Kevin Larkin: Yes, the first generation system to deliver SSO2 Therapy was successful in meeting the safety and effectiveness endpoints in the AMIHOT II controlled, randomized, pivotal trial. Statistical results from the AMIHOT II trial of SSO2 Therapy, together with PCI and stenting, demonstrated a relative reduction of 26% in infarct size compared to the standard of care, PCI alone. In addition, the finding of device effectiveness was supported by analyses showing 53% greater likelihood of having a small (less than 5%) infarct among SSO2 Therapy patients.
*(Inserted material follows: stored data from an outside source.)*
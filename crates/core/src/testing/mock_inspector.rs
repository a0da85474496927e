//! Mock file inspector for testing.

use async_trait::async_trait;
use std::collections::HashSet;
use std::path::{Path, PathBuf};
use std::sync::{Mutex, PoisonError};

use crate::inspect::{FileDetails, FileInspector, InspectError};

/// Inspector that splits paths without touching the filesystem.
///
/// Every path exists unless marked missing or marked as a directory.
#[derive(Debug, Default)]
pub struct MockInspector {
    missing: Mutex<HashSet<PathBuf>>,
    directories: Mutex<HashSet<PathBuf>>,
}

impl MockInspector {
    pub fn new() -> Self {
        Self::default()
    }

    /// Make inspection of `path` fail with `NotFound`.
    pub fn set_missing(&self, path: impl AsRef<Path>) {
        self.missing
            .lock()
            .unwrap_or_else(PoisonError::into_inner)
            .insert(path.as_ref().to_path_buf());
    }

    /// Make inspection of `path` fail with `NotAFile`.
    pub fn set_directory(&self, path: impl AsRef<Path>) {
        self.directories
            .lock()
            .unwrap_or_else(PoisonError::into_inner)
            .insert(path.as_ref().to_path_buf());
    }
}

#[async_trait]
impl FileInspector for MockInspector {
    async fn inspect(&self, path: &Path) -> Result<FileDetails, InspectError> {
        let is_missing = self
            .missing
            .lock()
            .unwrap_or_else(PoisonError::into_inner)
            .contains(path);
        if is_missing {
            return Err(InspectError::NotFound {
                path: path.to_path_buf(),
            });
        }

        let is_directory = self
            .directories
            .lock()
            .unwrap_or_else(PoisonError::into_inner)
            .contains(path);
        if is_directory {
            return Err(InspectError::NotAFile {
                path: path.to_path_buf(),
            });
        }

        FileDetails::from_path(path)
    }
}
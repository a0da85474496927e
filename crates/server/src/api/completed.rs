//! Completed-jobs ledger API handlers.

use axum::{
    extract::{Query, State},
    Json,
};
use serde::{Deserialize, Serialize};
use std::sync::Arc;

use convertino_core::{CompletedJob, FileId};

use super::error::{ledger_error, ApiError};
use crate::state::AppState;

/// Query parameters for listing completed jobs.
#[derive(Debug, Deserialize)]
pub struct ListCompletedParams {
    /// Only jobs for this file.
    pub file_id: Option<u64>,
}

#[derive(Debug, Serialize)]
pub struct ListCompletedResponse {
    pub jobs: Vec<CompletedJob>,
    pub total: usize,
}

#[derive(Debug, Serialize)]
pub struct ClearCompletedResponse {
    pub removed: usize,
}

/// List completed jobs, oldest first.
pub async fn list_completed(
    State(state): State<Arc<AppState>>,
    Query(params): Query<ListCompletedParams>,
) -> Result<Json<ListCompletedResponse>, ApiError> {
    let ctx = state.context();
    let jobs = match params.file_id {
        Some(id) => ctx.completed_jobs_for(FileId::new(id)),
        None => ctx.completed_jobs(),
    }
    .map_err(ledger_error)?;

    Ok(Json(ListCompletedResponse {
        total: jobs.len(),
        jobs,
    }))
}

/// Empty the ledger.
pub async fn clear_completed(
    State(state): State<Arc<AppState>>,
) -> Result<Json<ClearCompletedResponse>, ApiError> {
    let removed = state.context().clear_completed().map_err(ledger_error)?;
    Ok(Json(ClearCompletedResponse { removed }))
}
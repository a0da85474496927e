//! Metrics middleware for API routes.

use axum::{body::Body, http::Request, middleware::Next, response::Response};
use std::time::Instant;

use crate::metrics::{
    normalize_path, HTTP_REQUESTS_IN_FLIGHT, HTTP_REQUESTS_TOTAL, HTTP_REQUEST_DURATION,
};

/// Metrics middleware that tracks HTTP request duration and counts.
///
/// This middleware records:
/// - Request duration (histogram)
/// - Request count (counter)
/// - Requests in flight (gauge)
pub async fn metrics_middleware(request: Request<Body>, next: Next) -> Response {
    let start = Instant::now();
    let method = request.method().to_string();
    let path = normalize_path(request.uri().path());

    HTTP_REQUESTS_IN_FLIGHT.inc();

    let response = next.run(request).await;

    HTTP_REQUESTS_IN_FLIGHT.dec();

    let duration = start.elapsed().as_secs_f64();
    let status = response.status().as_u16().to_string();

    HTTP_REQUEST_DURATION
        .with_label_values(&[&method, &path, &status])
        .observe(duration);
    HTTP_REQUESTS_TOTAL
        .with_label_values(&[&method, &path, &status])
        .inc();

    response
}

#[cfg(test)]
mod tests {
    use super::*;
    use axum::{http::StatusCode, middleware, routing::get, Router};
    use tower::ServiceExt;

    async fn dummy_handler() -> &'static str {
        "OK"
    }

    #[tokio::test]
    async fn test_metrics_middleware_counts_requests() {
        let app = Router::new()
            .route("/api/v1/files/{id}", get(dummy_handler))
            .layer(middleware::from_fn(metrics_middleware));

        let before = HTTP_REQUESTS_TOTAL
            .with_label_values(&["GET", "/api/v1/files/{id}", "200"])
            .get();

        let request = Request::builder()
            .uri("/api/v1/files/17")
            .body(Body::empty())
            .unwrap();
        let response = app.oneshot(request).await.unwrap();
        assert_eq!(response.status(), StatusCode::OK);

        let after = HTTP_REQUESTS_TOTAL
            .with_label_values(&["GET", "/api/v1/files/{id}", "200"])
            .get();
        assert!(after > before);
    }
}
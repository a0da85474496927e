use super::{types::Config, ConfigError};

/// Validate configuration
/// Currently validates:
/// - Server port is not 0
/// - An ffmpeg path is set
/// - The event bus has room for at least one event
pub fn validate_config(config: &Config) -> Result<(), ConfigError> {
    // Server validation
    if config.server.port == 0 {
        return Err(ConfigError::ValidationError(
            "server.port cannot be 0".to_string(),
        ));
    }

    if config.engine.ffmpeg_path.as_os_str().is_empty() {
        return Err(ConfigError::ValidationError(
            "engine.ffmpeg_path cannot be empty".to_string(),
        ));
    }

    if config.events.capacity == 0 {
        return Err(ConfigError::ValidationError(
            "events.capacity cannot be 0".to_string(),
        ));
    }

    Ok(())
}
The results were published in Circulation: Cardiovascular Interventions (link).

Additionally, Leiden University in the Netherlands conducted single center further analysis due to having advanced software enabling measurement of ventricular volumes at 30 days among their SSO2 treated patients and those receiving the PCI standard of care. Ventricular dilation or enlargement at 30 days is an indicator of being on the heart failure path. Among Leiden’s SSO2 treated patients there was no ventricular enlargement. PCI treated patients showed 13% enlargement. The results of this study are published in the American Journal of Cardiology.

 

Medgadget: Are there any competitors providing similar SSO2 therapies?

Kevin Larkin: During the last five-to-eight years, over a dozen attempts have been made with drugs and devices to reduce infarct size. These have included cooling catheters, thrombectomy, thrombolysis, and cardio-protective drugs. None of these has been effective since they don’t treat and resolve the underlying ischemic condition like SSO2 does. These numerous attempts reinforce the clinical need and recognition that more can be done to improve outcomes for AMI patients.

No potential competitor is pursuing the same approach as TherOx is with SSO2 therapy. It’s technically difficult to do and now protected by over 70 US and 100 OUS patents. However, we are starting to see some broader feasibility activity in the AMI market due to its size and unmet clinical need.

 

Medgadget: When will this second gen product be available in market?

Kevin Larkin: The second generation system is CE Marked and can be sold in European countries. In the US, TherOx just completed the pilot phase of an IDE study intended to provide evidence that the new therapy is easier to administer, more effective and has a better safety profile than the first generation. In a small patient population it accomplished all three. With adequate financial resources to initiate the pivotal phase, it will take us two years to enroll patients in the trial and an additional 6-12 months for PMA approval.